═════ Records to use

//! # TUI Adapter
//!
//! The ratatui-specific layer. Handles terminal I/O, renders the UI,
//! and translates keyboard events into core::Action values.
//!
//! This is the only module that knows about ratatui and crossterm.
//!
//! ## Turns
//!
//! Enter runs `update(Action::Submit)`. If the reducer asks for a dispatch,
//! the prepared turn runs on a tokio task; reveal frames, errors and the
//! final reply come back as `Action`s over an mpsc channel.
//!
//! ## Redraw Strategy
//!
//! - **Loading**: draws every ~80ms so the pending reply pulses.
//! - **Idle**: sleeps up to 500ms, only redraws on events.

mod component;
mod components;
mod event;
mod ui;

use log::{debug, info, warn};
use std::io::stdout;
use std::sync::mpsc;
use std::time::{Duration, Instant};

use crossterm::cursor::{SetCursorStyle, Show};
use crossterm::event::{
    DisableBracketedPaste, DisableMouseCapture, EnableBracketedPaste, EnableMouseCapture,
};
use crossterm::execute;

use crate::core::action::{Action, Effect, update};
use crate::core::state::App;
use crate::inference::Credential;
use crate::pipeline::{PreparedTurn, ResponsePipeline, RevealSink};
use crate::tui::component::EventHandler;
use crate::tui::components::{InputBox, InputEvent, MessageListState};
use crate::tui::event::{TuiEvent, poll_event_immediate, poll_event_timeout};

/// What the input box is currently collecting.
#[derive(Debug, Clone, Copy, PartialEq, Eq)]
pub enum InputMode {
    /// Prompts for the bot.
    Chat,
    /// The API key, drawn masked. Esc returns to Chat.
    Credential,
}

/// TUI-specific presentation state (not part of core business logic)
pub struct TuiState {
    pub message_list: MessageListState,
    pub input_box: InputBox,
    pub input_mode: InputMode,
    pub pulse_value: f32,
}

impl Default for TuiState {
    fn default() -> Self {
        Self::new()
    }
}

impl TuiState {
    pub fn new() -> Self {
        Self {
            message_list: MessageListState::new(),
            input_box: InputBox::new(),
            input_mode: InputMode::Chat,
            pulse_value: 0.0,
        }
    }
}

/// Forwards reveal output to the event loop.
struct ChannelSink {
    tx: mpsc::Sender<Action>,
}

impl RevealSink for ChannelSink {
    fn show(&mut self, frame: &str) {
        if self.tx.send(Action::RevealFrame(frame.to_string())).is_err() {
            warn!("Failed to forward reveal frame: receiver dropped");
        }
    }

    fn error(&mut self, message: &str) {
        if self.tx.send(Action::ShowError(message.to_string())).is_err() {
            warn!("Failed to forward error: receiver dropped");
        }
    }
}

struct TerminalModeGuard;

impl TerminalModeGuard {
    fn new() -> std::io::Result<Self> {
        execute!(
            stdout(),
            EnableMouseCapture,
            EnableBracketedPaste,
            Show,
            SetCursorStyle::SteadyBlock
        )?;
        info!("Terminal modes enabled (mouse, bracketed paste, steady block cursor)");
        Ok(Self)
    }
}

impl Drop for TerminalModeGuard {
    fn drop(&mut self) {
        let _ = execute!(stdout(), DisableMouseCapture, DisableBracketedPaste);
    }
}

fn spawn_turn(pipeline: ResponsePipeline, turn: PreparedTurn, tx: mpsc::Sender<Action>) {
    info!(
        "Spawning turn: model={}, messages={}, max_attempts={}",
        turn.request.model,
        turn.request.messages.len(),
        turn.max_attempts
    );
    tokio::spawn(async move {
        let mut sink = ChannelSink { tx: tx.clone() };
        let reply = pipeline.complete_turn(&turn, &mut sink).await;
        if tx.send(Action::TurnFinished(reply)).is_err() {
            warn!("Failed to send TurnFinished: receiver dropped");
        }
    });
}

/// One-line log form of an action. Reveal frames grow with the reply, so only
/// their size is logged.
fn log_summary(action: &Action) -> String {
    match action {
        Action::RevealFrame(frame) => format!("RevealFrame({} bytes)", frame.len()),
        other => format!("{other:?}"),
    }
}

/// Maps a terminal event to a core action, if it is one.
fn core_action(event: &TuiEvent) -> Option<Action> {
    match event {
        TuiEvent::ForceQuit => Some(Action::Quit),
        TuiEvent::ResetChat => Some(Action::ResetChat),
        TuiEvent::TemperatureDown => Some(Action::AdjustTemperature(-1)),
        TuiEvent::TemperatureUp => Some(Action::AdjustTemperature(1)),
        TuiEvent::RetriesDown => Some(Action::AdjustRetries(-1)),
        TuiEvent::RetriesUp => Some(Action::AdjustRetries(1)),
        _ => None,
    }
}

/// Routes one terminal event. Returns the action to apply, if any.
fn handle_event(app: &App, tui: &mut TuiState, event: TuiEvent) -> Option<Action> {
    if let Some(action) = core_action(&event) {
        return Some(action);
    }

    match (&event, tui.input_mode) {
        (TuiEvent::EnterCredential, _) => {
            tui.input_mode = InputMode::Credential;
            tui.input_box.clear();
            None
        }
        (TuiEvent::Escape, InputMode::Credential) => {
            tui.input_mode = InputMode::Chat;
            tui.input_box.clear();
            None
        }
        (TuiEvent::Escape, InputMode::Chat) => Some(Action::Quit),
        (
            TuiEvent::ScrollUp
            | TuiEvent::ScrollDown
            | TuiEvent::ScrollPageUp
            | TuiEvent::ScrollPageDown,
            _,
        ) => {
            tui.message_list.handle_event(&event);
            None
        }
        // Keep the draft while a turn is in flight
        (TuiEvent::Submit, InputMode::Chat) if app.is_loading => None,
        _ => match tui.input_box.handle_event(&event)? {
            InputEvent::Submit(text) => match tui.input_mode {
                InputMode::Credential => {
                    tui.input_mode = InputMode::Chat;
                    Some(Action::SetCredential(Credential::new(text)))
                }
                InputMode::Chat => {
                    tui.message_list.stick_to_bottom = true;
                    Some(Action::Submit(text))
                }
            },
            InputEvent::ContentChanged => None,
        },
    }
}

pub fn run(mut app: App, pipeline: ResponsePipeline) -> std::io::Result<()> {
    let mut tui = TuiState::new();

    let mut terminal = ratatui::init();
    let _terminal_mode_guard = TerminalModeGuard::new();

    // Channel for actions from background turns
    let (tx, rx) = mpsc::channel();

    let start_time = Instant::now();
    let mut needs_redraw = true;

    'event_loop: loop {
        if app.is_loading {
            needs_redraw = true;
        }

        if needs_redraw {
            let elapsed = start_time.elapsed().as_secs_f32();
            tui.pulse_value = (elapsed * 5.0).sin() * 0.5 + 0.5;
            terminal.draw(|f| ui::draw_ui(f, &app, &mut tui))?;
            needs_redraw = false;
        }

        let timeout = if app.is_loading {
            Duration::from_millis(80)
        } else {
            Duration::from_millis(500)
        };
        let first_event = poll_event_timeout(timeout);
        if first_event.is_some() {
            needs_redraw = true;
        }

        // Process first event + drain all pending events before next draw
        for event in first_event
            .into_iter()
            .chain(std::iter::from_fn(poll_event_immediate))
        {
            if let TuiEvent::MouseMove(_col, row) = event {
                let frame_area = terminal.get_frame().area();
                tui.message_list.hovered_index = ui::hit_test_message(
                    row,
                    frame_area,
                    app.error.is_some(),
                    tui.message_list.scroll_state.offset().y,
                    &tui.message_list.layout.prefix_heights,
                );
                continue;
            }

            let Some(action) = handle_event(&app, &mut tui, event) else {
                continue;
            };
            match update(&mut app, action) {
                Effect::Quit => break 'event_loop,
                Effect::Dispatch(turn) => spawn_turn(pipeline.clone(), turn, tx.clone()),
                Effect::None => {}
            }
        }

        // Handle background turn actions
        while let Ok(action) = rx.try_recv() {
            needs_redraw = true;
            debug!("Event loop received: {}", log_summary(&action));
            if update(&mut app, action) == Effect::Quit {
                break 'event_loop;
            }
        }
    }

    ratatui::restore();
    info!(
        "Exiting with {} messages in conversation",
        app.session.conversation().len()
    );
    Ok(())
}

#[cfg(test)]
mod tests {
    use super::*;
    use crate::test_support::test_app;

    fn type_text(app: &App, tui: &mut TuiState, text: &str) {
        for c in text.chars() {
            assert_eq!(handle_event(app, tui, TuiEvent::InputChar(c)), None);
        }
    }

    #[test]
    fn test_enter_submits_prompt() {
        let app = test_app();
        let mut tui = TuiState::new();
        type_text(&app, &mut tui, "dunk");

        let action = handle_event(&app, &mut tui, TuiEvent::Submit);
        assert_eq!(action, Some(Action::Submit("dunk".into())));
    }

    #[test]
    fn test_credential_entry_round_trip() {
        let app = test_app();
        let mut tui = TuiState::new();

        handle_event(&app, &mut tui, TuiEvent::EnterCredential);
        assert_eq!(tui.input_mode, InputMode::Credential);
        type_text(&app, &mut tui, "sk-or-1");

        let action = handle_event(&app, &mut tui, TuiEvent::Submit);
        assert_eq!(action, Some(Action::SetCredential(Credential::new("sk-or-1"))));
        assert_eq!(tui.input_mode, InputMode::Chat);
    }

    #[test]
    fn test_escape_cancels_credential_entry() {
        let app = test_app();
        let mut tui = TuiState::new();

        handle_event(&app, &mut tui, TuiEvent::EnterCredential);
        type_text(&app, &mut tui, "sk-");
        assert_eq!(handle_event(&app, &mut tui, TuiEvent::Escape), None);

        assert_eq!(tui.input_mode, InputMode::Chat);
        assert!(tui.input_box.text().is_empty());
    }

    #[test]
    fn test_escape_in_chat_quits() {
        let app = test_app();
        let mut tui = TuiState::new();
        assert_eq!(
            handle_event(&app, &mut tui, TuiEvent::Escape),
            Some(Action::Quit)
        );
    }

    #[test]
    fn test_submit_while_loading_keeps_draft() {
        let mut app = test_app();
        app.is_loading = true;
        let mut tui = TuiState::new();
        type_text(&app, &mut tui, "next");

        assert_eq!(handle_event(&app, &mut tui, TuiEvent::Submit), None);
        assert_eq!(tui.input_box.text(), "next");
    }

    #[test]
    fn test_function_keys_map_to_actions() {
        let app = test_app();
        let mut tui = TuiState::new();
        assert_eq!(
            handle_event(&app, &mut tui, TuiEvent::TemperatureUp),
            Some(Action::AdjustTemperature(1))
        );
        assert_eq!(
            handle_event(&app, &mut tui, TuiEvent::RetriesDown),
            Some(Action::AdjustRetries(-1))
        );
        assert_eq!(
            handle_event(&app, &mut tui, TuiEvent::ResetChat),
            Some(Action::ResetChat)
        );
    }

    #[test]
    fn test_log_summary_omits_reveal_text() {
        let frame = "🔥 Release Name: Air Jordan 1 ▌".to_string();
        let summary = log_summary(&Action::RevealFrame(frame.clone()));

        assert_eq!(summary, format!("RevealFrame({} bytes)", frame.len()));
        assert!(!summary.contains("Air Jordan"));
        assert_eq!(log_summary(&Action::ResetChat), "ResetChat");
    }

    #[test]
    fn test_channel_sink_forwards_actions() {
        let (tx, rx) = mpsc::channel();
        let mut sink = ChannelSink { tx };
        sink.show("Fresh ▌");
        sink.error("boom");

        assert_eq!(rx.try_recv().unwrap(), Action::RevealFrame("Fresh ▌".into()));
        assert_eq!(rx.try_recv().unwrap(), Action::ShowError("boom".into()));
    }
}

══════════

### Exercise details
Only the lines with the string "ChannelSink" are wanted; pick them out of the records above and copy them.

### Your response
struct ChannelSink {
impl RevealSink for ChannelSink {
        let mut sink = ChannelSink { tx: tx.clone() };
        let mut sink = ChannelSink { tx };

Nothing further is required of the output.